Nga was glad to start life over. Her husband had been a violent alcoholic, and she knew that leaving him behind and taking their young children away to live with her mother was the only way to keep them safe.
Being a single mother in rural Vietnam is never easy: there are always suspicious eyes and gossiping tongues, but Nga was determined to ignore them all. With help from her mother, she set up a tea stall and began to make some money – not very much, but the work kept her busy and she made just enough to keep the children in school. Nga started to feel that maybe things were going to be OK.
And then something wonderful happened: she made a friend! Another woman in the town, Giang, started frequenting her tea stall, showing simple kindness from day to day and making Nga confident in herself. Giang would even look after her children when Nga was busy.
Some months later, when Giang invited Nga to travel with her to the border of China on business, Nga had no reason to be concerned. Giang’s sister offered to look after Nga’s children for the day, and Giang was able to pay a little in return for Nga helping carrying some goods home. It was all very straightforward and natural.

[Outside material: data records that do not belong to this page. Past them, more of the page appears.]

// =============================================================================
// Sales Invoice
// =============================================================================

impl SalesInvoiceDraft {
    /// Derives an invoice from an Approved / In Transit / Delivered
    /// delivery order, copying items and recomputing tax at the standard
    /// rate.
    pub fn from_delivery(
        delivery: &DeliveryOrder,
        due_date: Option<DateTime<Utc>>,
    ) -> CoreResult<Self> {
        if !delivery.invoiceable() {
            return Err(CoreError::invalid_transition(
                "DeliveryOrder",
                delivery.status,
                "derive an invoice",
            ));
        }

        let mut items = copy_items(&delivery.items);
        for item in &mut items {
            let amounts = pricing::price_line(
                item.quantity,
                item.unit_price,
                item.discount,
                STANDARD_TAX_RATE,
            )?;
            item.tax = amounts.tax;
            item.line_total = amounts.total;
        }

        Ok(SalesInvoiceDraft {
            delivery_order_id: Some(delivery.id.clone()),
            customer_id: delivery.customer_id.clone(),
            order_type: delivery.order_type,
            items,
            due_date,
        })
    }

    /// Starts a standalone invoice, items entered manually.
    pub fn standalone(
        customer: &Customer,
        requested_type: OrderType,
        role: Role,
        items: Vec<LineItem>,
        due_date: Option<DateTime<Utc>>,
    ) -> CoreResult<Self> {
        if !customer.selectable() {
            return Err(CoreError::stale("Customer", customer.id.clone()));
        }
        require_items("SalesInvoice", &items)?;

        Ok(SalesInvoiceDraft {
            delivery_order_id: None,
            customer_id: customer.id.clone(),
            order_type: role.effective_order_type(requested_type),
            items,
            due_date,
        })
    }

    pub fn totals(&self) -> DocumentTotals {
        pricing::document_totals(&self.items)
    }
}

impl SalesInvoice {
    /// Draft → Approved. Locks the financials.
    pub fn approve(&mut self) -> CoreResult<()> {
        if self.status != InvoiceStatus::Draft {
            return Err(CoreError::invalid_transition(
                "SalesInvoice",
                self.status,
                "approve",
            ));
        }
        require_items("SalesInvoice", &self.items)?;
        self.status = InvoiceStatus::Approved;
        Ok(())
    }

    /// Approved → Sent.
    pub fn send(&mut self) -> CoreResult<()> {
        if self.status != InvoiceStatus::Approved {
            return Err(CoreError::invalid_transition(
                "SalesInvoice",
                self.status,
                "send",
            ));
        }
        self.status = InvoiceStatus::Sent;
        Ok(())
    }

    /// Applies a payment, maintaining `amount_paid + amount_due == total`.
    ///
    /// ## Rules
    /// - amount must be strictly positive
    /// - the invoice must be Sent, Partial, or Overdue
    /// - overpayment is rejected; `amount_paid` only ever grows
    ///
    /// Status recomputes to Paid when the balance reaches zero, Partial
    /// otherwise.
    pub fn apply_payment(&mut self, amount: Money) -> CoreResult<()> {
        validation::validate_payment_amount(amount)?;

        if !self.status.accepts_payment() {
            return Err(CoreError::invalid_transition(
                "SalesInvoice",
                self.status,
                "apply a payment",
            ));
        }

        if amount > self.amount_due {
            return Err(CoreError::PaymentExceedsBalance {
                amount,
                amount_due: self.amount_due,
            });
        }

        self.amount_paid += amount;
        self.amount_due -= amount;
        self.status = if self.amount_due.is_zero() {
            InvoiceStatus::Paid
        } else {
            InvoiceStatus::Partial
        };
        Ok(())
    }

    /// The status as it should be displayed *right now*.
    ///
    /// Overdue is derived, never stored: an issued invoice whose due date
    /// has passed with an outstanding balance reads as Overdue.
    pub fn effective_status(&self, now: DateTime<Utc>) -> InvoiceStatus {
        if self.status.accepts_payment() && self.amount_due.is_positive() {
            if let Some(due) = self.due_date {
                if due < now {
                    return InvoiceStatus::Overdue;
                }
            }
        }
        self.status
    }

    /// Cancels an invoice. Permitted only while nothing has been paid.
    pub fn cancel(&mut self) -> CoreResult<()> {
        if self.status.is_terminal() || !self.amount_paid.is_zero() {
            return Err(CoreError::invalid_transition(
                "SalesInvoice",
                self.status,
                "cancel",
            ));
        }
        self.status = InvoiceStatus::Cancelled;
        self.amount_due = Money::zero();
        Ok(())
    }

    /// Reverses part of the invoice after a refunded return.
    ///
    /// Both `total` and `amount_paid` shrink by the refund, so
    /// `amount_paid + amount_due == total` keeps holding. The refund must
    /// not exceed what was actually paid.
    pub fn apply_refund(&mut self, refund: Money) -> CoreResult<()> {
        validation::validate_payment_amount(refund)?;

        if refund > self.amount_paid {
            return Err(CoreError::PaymentExceedsBalance {
                amount: refund,
                amount_due: self.amount_paid,
            });
        }

        self.amount_paid -= refund;
        self.total -= refund;
        Ok(())
    }

    /// Quantity of a product across all invoice lines.
    pub fn invoiced_quantity(&self, product_id: &str) -> i64 {
        self.items
            .iter()
            .filter(|item| item.product_id == product_id)
            .map(|item| item.quantity)
            .sum()
    }
}

// =============================================================================
// Customer Receipts
// =============================================================================

impl ReceiptDraft {
    /// A receipt applied against one invoice.
    pub fn for_invoice(
        invoice: &SalesInvoice,
        amount: Money,
        method: PaymentMethod,
    ) -> CoreResult<Self> {
        validation::validate_payment_amount(amount)?;

        if !invoice.status.accepts_payment() {
            return Err(CoreError::invalid_transition(
                "SalesInvoice",
                invoice.status,
                "apply a payment",
            ));
        }
        if amount > invoice.amount_due {
            return Err(CoreError::PaymentExceedsBalance {
                amount,
                amount_due: invoice.amount_due,
            });
        }

        Ok(ReceiptDraft {
            customer_id: invoice.customer_id.clone(),
            invoice_id: Some(invoice.id.clone()),
            amount,
            method,
            reference: None,
        })
    }

    /// A payment on account: no invoice link, reduces the customer balance
    /// directly.
    pub fn on_account(customer: &Customer, amount: Money, method: PaymentMethod) -> CoreResult<Self> {
        validation::validate_payment_amount(amount)?;

        Ok(ReceiptDraft {
            customer_id: customer.id.clone(),
            invoice_id: None,
            amount,
            method,
            reference: None,
        })
    }
}

impl Customer {
    /// Applies an on-account payment to the running balance.
    pub fn receive_on_account(&mut self, amount: Money) -> CoreResult<()> {
        validation::validate_payment_amount(amount)?;
        self.balance -= amount;
        Ok(())
    }
}

// =============================================================================
// Sales Return
// =============================================================================

/// The side effects a refunded return requires.
///
/// Produced by [`SalesReturn::refund`]; the caller must apply every field
/// through the API: reverse the invoice, credit the customer balance, and
/// append the reversing stock movements.
#[derive(Debug, Clone, PartialEq)]
pub struct RefundCascade {
    pub invoice_id: String,
    pub customer_id: String,
    /// Amount to pay back to the customer.
    pub refund_amount: Money,
    /// Reversing "in" movements, one per returned line.
    pub movements: Vec<MovementDraft>,
}

impl SalesReturnDraft {
    /// Opens a return against a fulfilled invoice.
    ///
    /// ## Rules
    /// - the invoice must have been issued (Sent / Partial / Paid / Overdue)
    /// - every returned quantity must be positive and no more than the
    ///   invoiced quantity for that product
    /// - the refund must be positive and no more than the invoice total
    pub fn from_invoice(
        invoice: &SalesInvoice,
        items: Vec<ReturnLine>,
        refund_amount: Money,
        reason: Option<String>,
    ) -> CoreResult<Self> {
        if !matches!(
            invoice.status,
            InvoiceStatus::Sent
                | InvoiceStatus::Partial
                | InvoiceStatus::Paid
                | InvoiceStatus::Overdue
        ) {
            return Err(CoreError::invalid_transition(
                "SalesInvoice",
                invoice.status,
                "open a return",
            ));
        }

        if items.is_empty() {
            return Err(CoreError::EmptyDocument {
                document: "SalesReturn",
            });
        }

        for line in &items {
            validation::validate_quantity(line.quantity)?;

            let invoiced = invoice.invoiced_quantity(&line.product_id);
            if invoiced == 0 {
                return Err(CoreError::ProductNotFound(line.product_id.clone()));
            }
            if line.quantity > invoiced {
                return Err(CoreError::QuantityExceedsInvoiced {
                    product_id: line.product_id.clone(),
                    invoiced,
                    requested: line.quantity,
                });
            }
        }

        if !refund_amount.is_positive() {
            return Err(ValidationError::MustBePositive {
                field: "refund amount",
            }
            .into());
        }
        if refund_amount > invoice.total {
            return Err(CoreError::RefundExceedsInvoice {
                refund: refund_amount,
                invoice_total: invoice.total,
            });
        }

        Ok(SalesReturnDraft {
            invoice_id: invoice.id.clone(),
            customer_id: invoice.customer_id.clone(),
            items,
            refund_amount,
            reason,
        })
    }
}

What happened, though, was anything but what Nga expected. The 2 women traveled into the hills bordering China, where 2 men met them – evidently they were friends of Giang. Still everything seemed fine, but when Nga began to feel uncomfortable and request that they start heading back to the Vietnamese side of the border, her worst nightmare came true. Giang had sold her for $2000 to these men, and there was no chance now that she could go home. Giang turned back to Vietnam, and Nga was alone with these strangers in a terrifying situation.
Nga put up a fight: she had children to get back to. She could not be taken so easily! Even in this sudden surge of fear, her first thought was for her sons.
The men dragged her to a stream and told her that she had three choices. They could drown her, here and now, and leave her body in the stream. Or she could go to work in a brothel to pay off the debt. Or she could be sold as a wife to a Chinese man.
Nga continued to fight: she chose none. She only wanted to get home to her children.
Realising they were in for a battle, the men took Nga deeper into China and locked her into a home. For two weeks, they tortured and terrified her. So far Nga has still not disclosed all that happened in that house during this time; but for all the men put her through, she continued to resist.
Finally the men realised how to make this incredibly strong woman bend to her will: they threatened her children.
Nga’s youngest child was still in the care of Giang, back in Vietnam. Giang had kept the little boy, telling Nga’s mother that Nga was off on business and would be back soon.
After 2 weeks of torture, the men called Giang and put Nga’s son on the phone.They told her plainly: make your choice, or your son dies.
Nga agreed to be sold as a bride.
The men took Nga in a car, traveling over 2000km, until they reached their destination and sold Nga for $12,000 to a Chinese man who believed he was paying a dowry to a Vietnamese woman who wanted to move to China. For a few weeks, Nga complied with everything expected of her – but secretly planned and plotted her escape.
Her chance came when she met a Chinese woman who spoke some Vietnamese. Nga befriended the woman, and finally borrowed her phone to make a call home.
Once Nga had made that call, word reached us at Blue Dragon and within 2 weeks we put in place a rescue operation. Nga is home now, and the 5 key people involved in this trafficking ring are all in custody.
Most of the people we rescue are children and teens; we have rarely been involved in the rescue of a parent. However, Nga’s traffickers were also trading in young people; and regardless of her age, Nga was in a desperate situation and needed help.
I am convinced that these rescues are worthwhile: they are difficult and dangerous, but the impact is enormous. First, a single life is changed beyond any words can express. If not for the Blue Dragon rescue team, Nga would still be a servant bride in China, and her children and her mother would have no idea where she was or why she failed to come home.
And second, it is not only Nga who has been rescued. With the entire trafficking ring disabled, nobody can estimate how many women and girls are now safe who otherwise would have fallen victim to their tricks.
What worries, me, though, is that these traffickers are well financed and highly motivated. Nga was sold for $2,000 and then, following 2 weeks of torture, the ring that bought her made a 500% profit.
Putting these guys out of business will never be easy. In this case, it was a mother’s love that saved the day. Nga’s determination to get home and protect her children was more powerful than the violence used against her; and no amount of money was going to stand in her way.
Because of that love, Nga’s story can have a happy ending. I think her kids must be the luckiest children in the world, to have a mother who loves them so fiercely.